Setting up the Xdock Wireless Music System is simple. You start by powering up the Xdock and placing your iPod in the dock’s cradle, which uses Apple’s
Universal design. Since the dock transmits the wireless audio signal, you’ll want to set it up in a central location—and hopefully a location with a television so you can take advantage of the dock’s video-out port, which allows you to play video through your TV with a supported iPod. The Xdock’s audio-out port works with any dockable iPod, as well as the iPhone; unfortunately, the video-out feature does not work with the iPhone, iPod touch, iPod classic, or third- or fourth-generation iPod nano.
You then place an X-Fi Wireless Receiver in another room where you want to listen to music—your master bedroom, for example—and connect the Receiver to a stereo or a set of powered speakers. The dock and Receiver connect automatically within a few seconds, and you can connect multiple receivers as long as they’re within 100 feet of the dock. You can also, of course, connect the Xdock itself to a stereo system.

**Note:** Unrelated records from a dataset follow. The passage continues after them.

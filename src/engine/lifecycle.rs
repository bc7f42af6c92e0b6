//! Node lifecycle.
//!
//! ```text
//! Unattached ──connect──▶ Initializing ──▶ Live ⇄ Detached
//!      │                                     │        │
//!      └──────────────── destroy ────────────┴────────┴──▶ Destroyed
//! ```
//!
//! Initialization happens once, on the first connection. Later connections
//! only re-run setup.

use std::cell::Cell;

use serde::Serialize;

use crate::error::{FormError, Result};
use crate::types::NodeId;

#[derive(Clone, Copy, Debug, Default, PartialEq, Eq, Serialize)]
pub enum Lifecycle {
    #[default]
    Unattached,
    Initializing,
    Live,
    Detached,
    Destroyed,
}

/// What a connection has to do, given the current state.
#[derive(Clone, Copy, Debug, PartialEq, Eq)]
pub enum Connect {
    /// First connection: initialize, then set up.
    Initialize,
    /// Reinsertion after a move: set up only.
    Reconnect,
    /// Already connected; nothing to do.
    AlreadyLive,
}

impl Lifecycle {
    pub fn is_live(self) -> bool {
        self == Lifecycle::Live
    }

    fn allows(self, next: Lifecycle) -> bool {
        use Lifecycle::*;
        matches!(
            (self, next),
            (Unattached, Initializing)
                | (Initializing, Live)
                | (Live, Detached)
                | (Detached, Live)
                | (Unattached | Initializing | Live | Detached, Destroyed)
        )
    }
}

/// A node's lifecycle state with checked transitions.
#[derive(Debug)]
pub struct LifecycleCell {
    node: NodeId,
    state: Cell<Lifecycle>,
}

impl LifecycleCell {
    pub fn new(node: NodeId) -> Self {
        Self {
            node,
            state: Cell::new(Lifecycle::Unattached),
        }
    }

    pub fn get(&self) -> Lifecycle {
        self.state.get()
    }

    pub fn transition(&self, next: Lifecycle) -> Result<()> {
        let current = self.state.get();
        if !current.allows(next) {
            return Err(FormError::InvalidTransition {
                node: self.node,
                from: current,
                to: next,
            });
        }
        self.state.set(next);
        Ok(())
    }

    pub fn begin_connect(&self) -> Result<Connect> {
        match self.state.get() {
            Lifecycle::Unattached => {
                self.transition(Lifecycle::Initializing)?;
                Ok(Connect::Initialize)
            }
            Lifecycle::Detached => Ok(Connect::Reconnect),
            Lifecycle::Live | Lifecycle::Initializing => Ok(Connect::AlreadyLive),
            Lifecycle::Destroyed => self.transition(Lifecycle::Live).map(|_| Connect::AlreadyLive),
        }
    }
}
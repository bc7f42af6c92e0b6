//! Bubbling Events - dispatched at a node, delivered up its parent chain.
//!
//! A handler registered on a node sees every event dispatched at that node
//! or at any of its descendants. Handlers return [`Propagation::Stop`] to
//! keep the event from reaching ancestors.
//!
//! # Example
//!
//! ```ignore
//! use form_designer::events::bubble::{self, BubbleEvent, Propagation};
//!
//! let cleanup = bubble::on_node(section, |event, _cx| {
//!     if let BubbleEvent::AddField { id, .. } = event {
//!         println!("field {id} joined the section");
//!     }
//!     Propagation::Continue
//! });
//!
//! bubble::dispatch(field, BubbleEvent::EditField { field });
//! cleanup();
//! ```

use std::cell::RefCell;
use std::collections::HashMap;
use std::rc::Rc;

use tracing::trace;

use crate::engine::tree;
use crate::reactive::ReactiveObject;
use crate::types::NodeId;

// =============================================================================
// TYPES
// =============================================================================

#[derive(Clone, Debug)]
pub enum BubbleEvent {
    /// A field became live inside a container.
    AddField {
        field: NodeId,
        id: String,
        data: ReactiveObject,
    },
    /// A field is about to leave its container.
    RemoveField { field: NodeId, id: String },
    AddSection {
        section: NodeId,
        id: String,
        data: ReactiveObject,
    },
    RemoveSection { section: NodeId, id: String },
    /// The user confirmed deleting `origin`.
    Delete { origin: NodeId },
    /// The user confirmed duplicating `origin`.
    Copy { origin: NodeId },
    /// A section is discarding one of its fields along with itself.
    DeleteField { id: String },
    /// A field asked to become the edit target.
    EditField { field: NodeId },
    EditSection { section: NodeId },
}

impl BubbleEvent {
    pub fn name(&self) -> &'static str {
        match self {
            BubbleEvent::AddField { .. } => "add-field",
            BubbleEvent::RemoveField { .. } => "remove-field",
            BubbleEvent::AddSection { .. } => "add-section",
            BubbleEvent::RemoveSection { .. } => "remove-section",
            BubbleEvent::Delete { .. } => "delete",
            BubbleEvent::Copy { .. } => "copy",
            BubbleEvent::DeleteField { .. } => "delete-field",
            BubbleEvent::EditField { .. } => "edit-field",
            BubbleEvent::EditSection { .. } => "edit-section",
        }
    }
}

#[derive(Clone, Copy, Debug, PartialEq, Eq)]
pub enum Propagation {
    Continue,
    Stop,
}

/// Where an event is in its walk.
#[derive(Clone, Copy, Debug, PartialEq, Eq)]
pub struct EventContext {
    /// Node the event was dispatched at.
    pub target: NodeId,
    /// Node whose handler is running.
    pub current: NodeId,
}

pub type BubbleHandler = Rc<dyn Fn(&BubbleEvent, &EventContext) -> Propagation>;

// =============================================================================
// HANDLER REGISTRY
// =============================================================================

struct HandlerRegistry {
    handlers: HashMap<NodeId, Vec<(usize, BubbleHandler)>>,
    next_id: usize,
}

thread_local! {
    static REGISTRY: RefCell<HandlerRegistry> = RefCell::new(HandlerRegistry {
        handlers: HashMap::new(),
        next_id: 0,
    });
}

/// Listen for events reaching `node`. Returns a cleanup that unregisters.
pub fn on_node<F>(node: NodeId, handler: F) -> impl FnOnce()
where
    F: Fn(&BubbleEvent, &EventContext) -> Propagation + 'static,
{
    let id = REGISTRY.with(|registry| {
        let mut registry = registry.borrow_mut();
        let id = registry.next_id;
        registry.next_id += 1;
        registry
            .handlers
            .entry(node)
            .or_default()
            .push((id, Rc::new(handler)));
        id
    });

    move || {
        REGISTRY.with(|registry| {
            let mut registry = registry.borrow_mut();
            if let Some(handlers) = registry.handlers.get_mut(&node) {
                handlers.retain(|(handler_id, _)| *handler_id != id);
                if handlers.is_empty() {
                    registry.handlers.remove(&node);
                }
            }
        });
    }
}

/// Deliver `event` to `target`, then to each ancestor, until a handler stops it.
///
/// The path is fixed when dispatch starts. Handlers registered during
/// delivery on a node already visited are not called.
pub fn dispatch(target: NodeId, event: BubbleEvent) -> Propagation {
    let mut path = vec![target];
    path.extend(tree::ancestors(target));
    trace!(event = event.name(), %target, depth = path.len(), "dispatching bubbling event");

    for current in path {
        let handlers: Vec<BubbleHandler> = REGISTRY.with(|registry| {
            registry
                .borrow()
                .handlers
                .get(&current)
                .map(|handlers| handlers.iter().map(|(_, h)| h.clone()).collect())
                .unwrap_or_default()
        });

        let cx = EventContext { target, current };
        for handler in handlers {
            if handler(&event, &cx) == Propagation::Stop {
                return Propagation::Stop;
            }
        }
    }
    Propagation::Continue
}

pub fn handler_count(node: NodeId) -> usize {
    REGISTRY.with(|registry| registry.borrow().handlers.get(&node).map_or(0, Vec::len))
}

/// Drop every handler registered on `node`.
pub fn clear_node(node: NodeId) {
    REGISTRY.with(|registry| {
        registry.borrow_mut().handlers.remove(&node);
    });
}

pub fn reset_bubble_handlers() {
    REGISTRY.with(|registry| {
        let mut registry = registry.borrow_mut();
        registry.handlers.clear();
        registry.next_id = 0;
    });
}

#[cfg(test)]
mod tests {
    use super::*;
    use crate::engine::tree::{insert_node, link, reset_tree};
    use crate::types::NodeKind;

    fn chain() -> (NodeId, NodeId, NodeId) {
        reset_tree();
        reset_bubble_handlers();
        let (canvas, section, field) = (NodeId(0), NodeId(1), NodeId(2));
        insert_node(canvas, NodeKind::Canvas);
        insert_node(section, NodeKind::Section);
        insert_node(field, NodeKind::Field);
        link(section, canvas, 0).unwrap();
        link(field, section, 0).unwrap();
        (canvas, section, field)
    }

    fn recorder(log: &Rc<RefCell<Vec<NodeId>>>, result: Propagation) -> impl Fn(&BubbleEvent, &EventContext) -> Propagation + 'static {
        let log = log.clone();
        move |_, cx| {
            log.borrow_mut().push(cx.current);
            result
        }
    }

    #[test]
    fn test_event_walks_up_parent_chain() {
        let (canvas, section, field) = chain();
        let log = Rc::new(RefCell::new(Vec::new()));
        let _a = on_node(field, recorder(&log, Propagation::Continue));
        let _b = on_node(section, recorder(&log, Propagation::Continue));
        let _c = on_node(canvas, recorder(&log, Propagation::Continue));

        let result = dispatch(field, BubbleEvent::EditField { field });
        assert_eq!(result, Propagation::Continue);
        assert_eq!(*log.borrow(), vec![field, section, canvas]);
    }

    #[test]
    fn test_stop_halts_propagation() {
        let (canvas, section, field) = chain();
        let log = Rc::new(RefCell::new(Vec::new()));
        let _a = on_node(section, recorder(&log, Propagation::Stop));
        let _b = on_node(canvas, recorder(&log, Propagation::Continue));

        let result = dispatch(field, BubbleEvent::Delete { origin: field });
        assert_eq!(result, Propagation::Stop);
        assert_eq!(*log.borrow(), vec![section]);
    }

    #[test]
    fn test_cleanup_unregisters() {
        let (_, section, field) = chain();
        let log = Rc::new(RefCell::new(Vec::new()));
        let cleanup = on_node(section, recorder(&log, Propagation::Continue));
        assert_eq!(handler_count(section), 1);

        cleanup();
        dispatch(field, BubbleEvent::EditField { field });
        assert!(log.borrow().is_empty());
        assert_eq!(handler_count(section), 0);
    }

    #[test]
    fn test_handler_may_register_during_dispatch() {
        let (canvas, _, field) = chain();
        let calls = Rc::new(RefCell::new(0));
        let c = calls.clone();
        let _a = on_node(canvas, move |_, _| {
            *c.borrow_mut() += 1;
            let _ = on_node(canvas, |_, _| Propagation::Continue);
            Propagation::Continue
        });

        dispatch(field, BubbleEvent::EditField { field });
        assert_eq!(*calls.borrow(), 1);
        assert_eq!(handler_count(canvas), 2);
    }
}
//! Map popup used by location fields.
//!
//! Only the location state lives here. Tiles, geocoding and the marker are
//! the host's business: it reports positions through [`MapWidget::set_marker`]
//! and resolved addresses through [`MapWidget::set_location`].

use std::cell::RefCell;
use std::rc::Rc;

use serde::{Deserialize, Serialize};
use tracing::{debug, warn};

use crate::error::Result;
use crate::fields::location::{self, LocationData};
use crate::nodes::{get_field, FieldNode, View};
use crate::reactive::{create_effect, effect_scope, EffectScope, Key, ReactiveObject};
use crate::types::NodeId;

pub const HAS_LOCATION: Key<bool> = Key::new("hasLocation");
pub const STREET_NUMBER: Key<String> = Key::new("streetNumber");
pub const STREET: Key<String> = Key::new("street");
pub const CITY: Key<String> = Key::new("city");
pub const STATE: Key<String> = Key::new("state");
pub const ZIP: Key<String> = Key::new("zip");
pub const LAT: Key<f64> = Key::new("lat");
pub const LONG: Key<f64> = Key::new("long");

pub mod slots {
    pub const OPEN: &str = "map.open";
    pub const PANEL: &str = "map.location.visible";
    pub const STREET_LINE: &str = "map.location.street";
    pub const REGION_LINE: &str = "map.location.region";
    pub const COORDINATES: &str = "map.location.coordinates";
}

/// Position reported by the host when the marker moves.
#[derive(Clone, Copy, Debug, PartialEq, Serialize, Deserialize)]
pub struct LatLng {
    pub lat: f64,
    pub lng: f64,
}

struct MapInner {
    data: ReactiveObject,
    view: View,
    target: RefCell<Option<(NodeId, String)>>,
    scope: EffectScope,
}

#[derive(Clone)]
pub struct MapWidget(Rc<MapInner>);

impl MapWidget {
    fn new() -> Result<MapWidget> {
        let data = ReactiveObject::from_json(&serde_json::json!({
            "hasLocation": true,
            "streetNumber": "6801",
            "street": "Industrial Rd",
            "city": "Springfield",
            "state": "VA",
            "zip": "22151",
            "lat": 0,
            "long": 0,
        }))?;

        let map = MapWidget(Rc::new(MapInner {
            data,
            view: View::new(),
            target: RefCell::new(None),
            scope: effect_scope(),
        }));
        map.initialize();
        Ok(map)
    }

    fn initialize(&self) {
        let inner = &self.0;
        inner.scope.run(|| {
            let (d, v) = (inner.data.clone(), inner.view.clone());
            create_effect(move || v.set_flag(slots::PANEL, d.read(HAS_LOCATION).unwrap_or(false)));

            let (d, v) = (inner.data.clone(), inner.view.clone());
            create_effect(move || {
                let number = d.read(STREET_NUMBER).unwrap_or_default();
                let street = d.read(STREET).unwrap_or_default();
                v.set_text(slots::STREET_LINE, format!("{number} {street}"));
            });

            let (d, v) = (inner.data.clone(), inner.view.clone());
            create_effect(move || {
                let city = d.read(CITY).unwrap_or_default();
                let state = d.read(STATE).unwrap_or_default();
                let zip = d.read(ZIP).unwrap_or_default();
                v.set_text(slots::REGION_LINE, format!("{city}, {state} {zip}"));
            });

            let (d, v) = (inner.data.clone(), inner.view.clone());
            create_effect(move || {
                let lat = d.read(LAT).unwrap_or_default();
                let long = d.read(LONG).unwrap_or_default();
                v.set_text(slots::COORDINATES, format!("{lat:.8}, {long:.8}"));
            });
        });
    }

    pub fn data(&self) -> &ReactiveObject {
        &self.0.data
    }

    pub fn view(&self) -> &View {
        &self.0.view
    }

    pub fn is_open(&self) -> bool {
        self.0.view.flag(slots::OPEN)
    }

    pub fn target(&self) -> Option<FieldNode> {
        let (node, id) = self.0.target.borrow().clone()?;
        get_field(node).filter(|field| field.id() == id)
    }

    /// Current location. Untracked.
    pub fn location(&self) -> LocationData {
        let d = &self.0.data;
        LocationData {
            has_location: d.read_untracked(HAS_LOCATION).unwrap_or(false),
            street_number: d.read_untracked(STREET_NUMBER).unwrap_or_default(),
            street: d.read_untracked(STREET).unwrap_or_default(),
            city: d.read_untracked(CITY).unwrap_or_default(),
            state: d.read_untracked(STATE).unwrap_or_default(),
            zip: d.read_untracked(ZIP).unwrap_or_default(),
            lat: d.read_untracked(LAT).unwrap_or_default(),
            long: d.read_untracked(LONG).unwrap_or_default(),
        }
    }

    /// Bind to `field` and show the popup.
    pub fn open(&self, field: &FieldNode) {
        *self.0.target.borrow_mut() = Some((field.node_id(), field.id()));
        self.0.view.set_flag(slots::OPEN, true);
        debug!(field = %field.node_id(), "map opened");
    }

    pub fn close(&self) {
        self.0.target.borrow_mut().take();
        self.0.view.set_flag(slots::OPEN, false);
    }

    /// The marker moved to `position`.
    pub fn set_marker(&self, position: LatLng) {
        let d = &self.0.data;
        d.write(LAT, position.lat);
        d.write(LONG, position.lng);
        d.write(HAS_LOCATION, true);
    }

    /// The host resolved a full location (geocoder, search).
    pub fn set_location(&self, location: &LocationData) {
        let d = &self.0.data;
        d.write(STREET_NUMBER, location.street_number.clone());
        d.write(STREET, location.street.clone());
        d.write(CITY, location.city.clone());
        d.write(STATE, location.state.clone());
        d.write(ZIP, location.zip.clone());
        d.write(LAT, location.lat);
        d.write(LONG, location.long);
        d.write(HAS_LOCATION, location.has_location);
    }

    /// Copy the current location into the bound field and close.
    pub fn use_location(&self) {
        match self.target() {
            Some(field) => location::set_location_data(&field, &self.location()),
            None => warn!("map location used with no field bound"),
        }
        self.close();
    }

    /// Forget the current location.
    pub fn clear(&self) {
        self.set_location(&LocationData::default());
    }

    fn dispose(&self) {
        self.0.scope.stop();
    }
}

// =============================================================================
// Singleton
// =============================================================================

thread_local! {
    static MAP: RefCell<Option<MapWidget>> = const { RefCell::new(None) };
}

/// Install the designer's map, replacing any previous one.
pub fn install_map() -> Result<MapWidget> {
    uninstall_map();
    let map = MapWidget::new()?;
    MAP.with(|slot| *slot.borrow_mut() = Some(map.clone()));
    Ok(map)
}

pub fn map() -> Option<MapWidget> {
    MAP.with(|slot| slot.borrow().clone())
}

pub fn uninstall_map() {
    if let Some(map) = MAP.with(|slot| slot.borrow_mut().take()) {
        map.dispose();
    }
}
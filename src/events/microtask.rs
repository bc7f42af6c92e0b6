//! Deferred work queue.
//!
//! Confirmed deletions and copies are not applied inside the click that
//! confirmed them; they are queued here and run when the host flushes the
//! queue after the current input event has finished.

use std::cell::RefCell;
use std::collections::VecDeque;

use tracing::trace;

thread_local! {
    static QUEUE: RefCell<VecDeque<Box<dyn FnOnce()>>> = const { RefCell::new(VecDeque::new()) };
}

pub fn queue_microtask(task: impl FnOnce() + 'static) {
    QUEUE.with(|queue| queue.borrow_mut().push_back(Box::new(task)));
}

/// Run queued tasks until the queue is empty, including tasks queued by
/// tasks. Returns how many ran.
pub fn flush_microtasks() -> usize {
    let mut ran = 0;
    loop {
        let next = QUEUE.with(|queue| queue.borrow_mut().pop_front());
        let Some(task) = next else { break };
        task();
        ran += 1;
    }
    if ran > 0 {
        trace!(ran, "flushed microtasks");
    }
    ran
}

pub fn pending_microtasks() -> usize {
    QUEUE.with(|queue| queue.borrow().len())
}

pub fn reset_microtasks() {
    QUEUE.with(|queue| queue.borrow_mut().clear());
}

The main Xdock also includes a USB port for connecting your iPod to your Mac for syncing with iTunes.
Design and usability
Both the receiver and the dock offer the same controls, with which you can play or pause a song, skip or scan tracks back or forward, and adjust volume. Both also sport a shiny, black exterior with rounded corners. The simplicity of these designs is nice, but I think both components—especially the receiver—are a bit bulky for what they do. (The Xdock is approximately 5.5 inches long, 4.5 inches wide, and 3.5 inches deep; the receiver is is about an inch shorter at 4.5 inches.) A slimmer, smaller design would be less obtrusive in your living room or bedroom.
I set up the Xdock and a receiver to transmit music from my living room to my bedroom. The sound quality was very good, but as is often the case with wireless, I heard a very faint hiss on speakers connected to the Receiver. Although I noticed the noise only when purposely listening for it, discerning audiophiles will want to search for other options. When listening to speakers or a stereo connected directly to the Xdock itself, audio quality is much better, with no hiss.
Macworld’s buying advice
The wireless convenience of the Xdock doesn’t come cheap: The dock alone costs $130, and you’ll have to lay out another $50 for each receiver. And, of course, if you don’t already have multiple stereos or speaker systems, you’ll need to spend more for additional listening hardware. But sharing is caring, right? If you’ve got the money and the desk space, the Xdock is a cool solution that allows your iPod to be several places at once.